There are several conflicting ethical and moral dilemmas surrounding the practice of digital image manipulation. Ethics presupposes ones awareness of right and wrong and evaluates conduct as being reflective of moral values. It seeks to provide guidelines by integrating or balancing personal values with institutional obligations (Wheeler 2002, 70). Images have such a powerful position in today’s society: they have provided a way of relating to the world - not only cognitively, but also emotionally, aesthetically, morally and politically. Photography had become a privileged means for understanding the ‘truth’ about the world, its nature and its properties. The 19th century presented photography as an artistic and technical work, but in response to the development of new digital electronic technologies, the concept of post-photography (Robins, 1995, 29) has developed the registration, manipulation and storage of images. The drastic growth of communications in the early 1990’s, technologies such as satellites, the internet as a new media and virtual reality have seen photographs and images seamlessly modified to produce new and morally questionable representations. These new technologies are associated with the emergence of a wholly new kind of visual discourse.

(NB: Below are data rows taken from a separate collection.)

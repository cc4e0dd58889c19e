//! Bounded, scoped document reads

use std::fs::File;
use std::io::Read;
use std::path::Path;

use crate::{Error, Result};

/// Default upper bound on a single configuration document.
pub const DEFAULT_MAX_DOCUMENT_BYTES: u64 = 1024 * 1024;

/// Read a whole file, refusing files larger than `max_bytes`.
///
/// The handle lives only inside this call and is closed on every return path,
/// including size and read failures.
pub fn read_bounded(path: &Path, max_bytes: u64) -> Result<Vec<u8>> {
    let mut file = File::open(path).map_err(|e| Error::io(path, e))?;

    let size = file.metadata().map_err(|e| Error::io(path, e))?.len();
    if size > max_bytes {
        return Err(Error::TooLarge {
            path: path.to_path_buf(),
            size,
            max: max_bytes,
        });
    }

    let mut buffer = Vec::with_capacity(size as usize);
    // take() guards against the file growing between metadata() and read
    file.by_ref()
        .take(max_bytes + 1)
        .read_to_end(&mut buffer)
        .map_err(|e| Error::io(path, e))?;

    if buffer.len() as u64 > max_bytes {
        return Err(Error::TooLarge {
            path: path.to_path_buf(),
            size: buffer.len() as u64,
            max: max_bytes,
        });
    }

    Ok(buffer)
}
//! Source-relative document identifiers

use serde::{Deserialize, Serialize};
use std::path::Path;

/// Identifier of a document within a [`DocumentSource`](crate::DocumentSource).
///
/// Always a source-relative path using forward slashes, with `.` segments
/// removed and `..` segments folded lexically. Two spellings of the same
/// document (`repositories/./a.json`, `repositories\a.json`) produce equal ids.
#[derive(Debug, Clone, PartialEq, Eq, Hash, PartialOrd, Ord, Serialize, Deserialize)]
#[serde(from = "String", into = "String")]
pub struct DocumentId {
    inner: String,
}

impl DocumentId {
    /// Create a normalized identifier from any path-like string.
    pub fn new(id: impl AsRef<str>) -> Self {
        let raw = id.as_ref().replace('\\', "/");
        let mut segments: Vec<&str> = Vec::new();

        for segment in raw.split('/') {
            match segment {
                "" | "." => {}
                ".." => match segments.last() {
                    Some(&last) if last != ".." => {
                        segments.pop();
                    }
                    // Escapes the source root; kept so the lookup fails loudly
                    _ => segments.push(".."),
                },
                other => segments.push(other),
            }
        }

        Self {
            inner: segments.join("/"),
        }
    }

    /// Create an identifier from a filesystem path relative to a source root.
    pub fn from_relative_path(path: &Path) -> Self {
        Self::new(path.to_string_lossy())
    }

    pub fn as_str(&self) -> &str {
        &self.inner
    }

    /// Directory portion of the identifier, `""` for documents at the root.
    pub fn directory(&self) -> &str {
        match self.inner.rfind('/') {
            Some(idx) => &self.inner[..idx],
            None => "",
        }
    }

    /// Final segment of the identifier.
    pub fn file_name(&self) -> &str {
        self.inner.rsplit('/').next().unwrap_or(&self.inner)
    }

    /// Extension of the final segment, if any.
    pub fn extension(&self) -> Option<&str> {
        let name = self.file_name();
        let idx = name.rfind('.')?;
        if idx == 0 { None } else { Some(&name[idx + 1..]) }
    }

    /// Iterate over the path segments.
    pub fn segments(&self) -> impl Iterator<Item = &str> {
        self.inner.split('/').filter(|s| !s.is_empty())
    }

    /// Resolve a reference made from inside this document.
    ///
    /// Relative references resolve against this document's directory, the
    /// way `extends` targets are written. A leading `/` anchors the reference
    /// at the source root instead.
    pub fn resolve(&self, reference: &str) -> Self {
        let reference = reference.replace('\\', "/");
        if let Some(rooted) = reference.strip_prefix('/') {
            return Self::new(rooted);
        }

        let dir = self.directory();
        if dir.is_empty() {
            Self::new(reference)
        } else {
            Self::new(format!("{dir}/{reference}"))
        }
    }
}

impl std::fmt::Display for DocumentId {
    fn fmt(&self, f: &mut std::fmt::Formatter<'_>) -> std::fmt::Result {
        f.write_str(&self.inner)
    }
}

impl AsRef<str> for DocumentId {
    fn as_ref(&self) -> &str {
        &self.inner
    }
}

impl From<&str> for DocumentId {
    fn from(s: &str) -> Self {
        Self::new(s)
    }
}

impl From<String> for DocumentId {
    fn from(s: String) -> Self {
        Self::new(s)
    }
}

impl From<DocumentId> for String {
    fn from(id: DocumentId) -> Self {
        id.inner
    }
}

In national surveys sent to photographers, editors, and educators, as if guided by a single voice, all exclaim the same concern: The most serious threat to the integrity and credibility of photojournalism images is computer manipulation (Brink, 1988).

As digital technologies continue to revolutionise all mass media, focus is placed on credibility and responsibility, as there is currently no specific code of ethics relating to digital image media. The National Press Photographers Association (NPPA) produced a statement designed to protect the integrity of photojournalism:

As journalists we believe the guiding principle of our profession is accuracy; therefore, we believe it is wrong to alter the content of a photograph in any way that deceives the public…altering the editorial content of a photograph, an any degree, is a breach of the ethical standards recognized by the NPPA (Wheeler 2002, 76).

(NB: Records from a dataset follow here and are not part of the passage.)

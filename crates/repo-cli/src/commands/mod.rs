//! Command implementations for repo-cli

pub mod list;
pub mod query;
pub mod validate;

pub use list::run_list;
pub use query::{run_categorize, run_related, run_show};
pub use validate::run_validate;

use repo_core::{ConfigManager, EngineOptions};
use repo_fs::DirectorySource;
use std::path::Path;

use crate::error::Result;

/// Engine options from `--options`, or defaults.
pub fn load_options(path: Option<&Path>) -> Result<EngineOptions> {
    match path {
        Some(path) => Ok(EngineOptions::load(path)?),
        None => Ok(EngineOptions::default()),
    }
}

/// Open the engine over the documents in `config`.
pub fn open_manager(config: &Path, options: EngineOptions) -> Result<ConfigManager<DirectorySource>> {
    tracing::debug!(config = %config.display(), ?options, "Opening layout documents");
    Ok(ConfigManager::open(config, options)?)
}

This statement is a proficient outline of photojournalism ethics, though cannot be successfully applied to all areas of image manipulation from other mediums.

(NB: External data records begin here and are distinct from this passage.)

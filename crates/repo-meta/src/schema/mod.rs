//! Typed repository layout documents
//!
//! Documents are JSON with snake_case keys:
//!
//! ```json
//! {
//!   "repo_name": "prebid/Prebid.js",
//!   "repo_type": "prebid-js",
//!   "extends": "../shared/prebid-base.json",
//!   "module_categories": {
//!     "bid_adapter": {
//!       "display_name": "Bid Adapters",
//!       "paths": ["modules/"],
//!       "patterns": [
//!         { "pattern": "*BidAdapter.js", "type": "suffix",
//!           "name_extraction": "remove-suffix:BidAdapter" }
//!       ]
//!     }
//!   },
//!   "version_overrides": { "v10.0+": { "module_categories": { } } }
//! }
//! ```
//!
//! A raw document and a version override share one partial shape,
//! [`ConfigFragment`]. After inheritance has been resolved the fragment is
//! turned into a [`RepositoryConfig`], which has every field filled in.

pub mod category;
pub mod fragment;
pub mod repository;

pub use category::{
    DetectionStrategy, ModuleCategory, ModulePattern, NameExtraction, PatternType,
};
pub use fragment::{ConfigFragment, PathsFragment};
pub use repository::{
    FetchStrategy, GLOB_OPTIONS, Relationship, RelationshipType, RepositoryConfig, RepositoryPaths,
    is_glob_entry,
};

The moral dilemmas provoked by new media technologies have called for the establishment of a specific digital ethics code to implement an effective protocol in the industry. As Charles Stuart University (1999) outline, there have been adaptations of philosophical theories, such as Utilitarianism, applied to image construction and presentation, but the developing world of technology requires a particular system to contend with issues of privacy, rights and standards which concern both business and publics alike.

As Wheeler explains, with every new graphics software program, with each discovery of a new processing technique, the opportunities for fictionalising images become even more numerous and tempting. (2002, 41). At present, our ability to manufacture fraud practically exceeds our ability to detect it. Photographic truth is an elusive, often subjective, concept. Digital manipulation crosses a broad spectrum of art, media and journalism mediums. When objective truth is put first, photographs and the stories behind them create inspiring arrangements, but it is when the truth is no longer considered in the taking or manipulating of an image, that those involved will ultimately decide, with the presence or absence of ethical considerations, what the audience will be exposed to. The threat to credibility is irreversible if the public starts to mistrust the integrity of the news photograph.


  • Brink, B. (1988, June). Question of ethics. News Photographer, pp. 21-33.
  • Robins, Kevin. (1995). Will Image Move Us Still? in Lister, Martin (ed.), The photographic image in digital culture, London and New York: Routledge, pp.29-50. Queensland University of Technology: Course Materials Database http://cmd.qut.edu -au/cmd/KKB818/KKB818_BK_45261.pdf (accessed October 20, 2004)
  • Wheeler, T.H. 2002. Phototruth or Photofiction: Ethics and Media Imagery in the Digital Age. New Jersey: Lawrence Erlbraum Associates publishers, ISBN 0-8058-4261-6.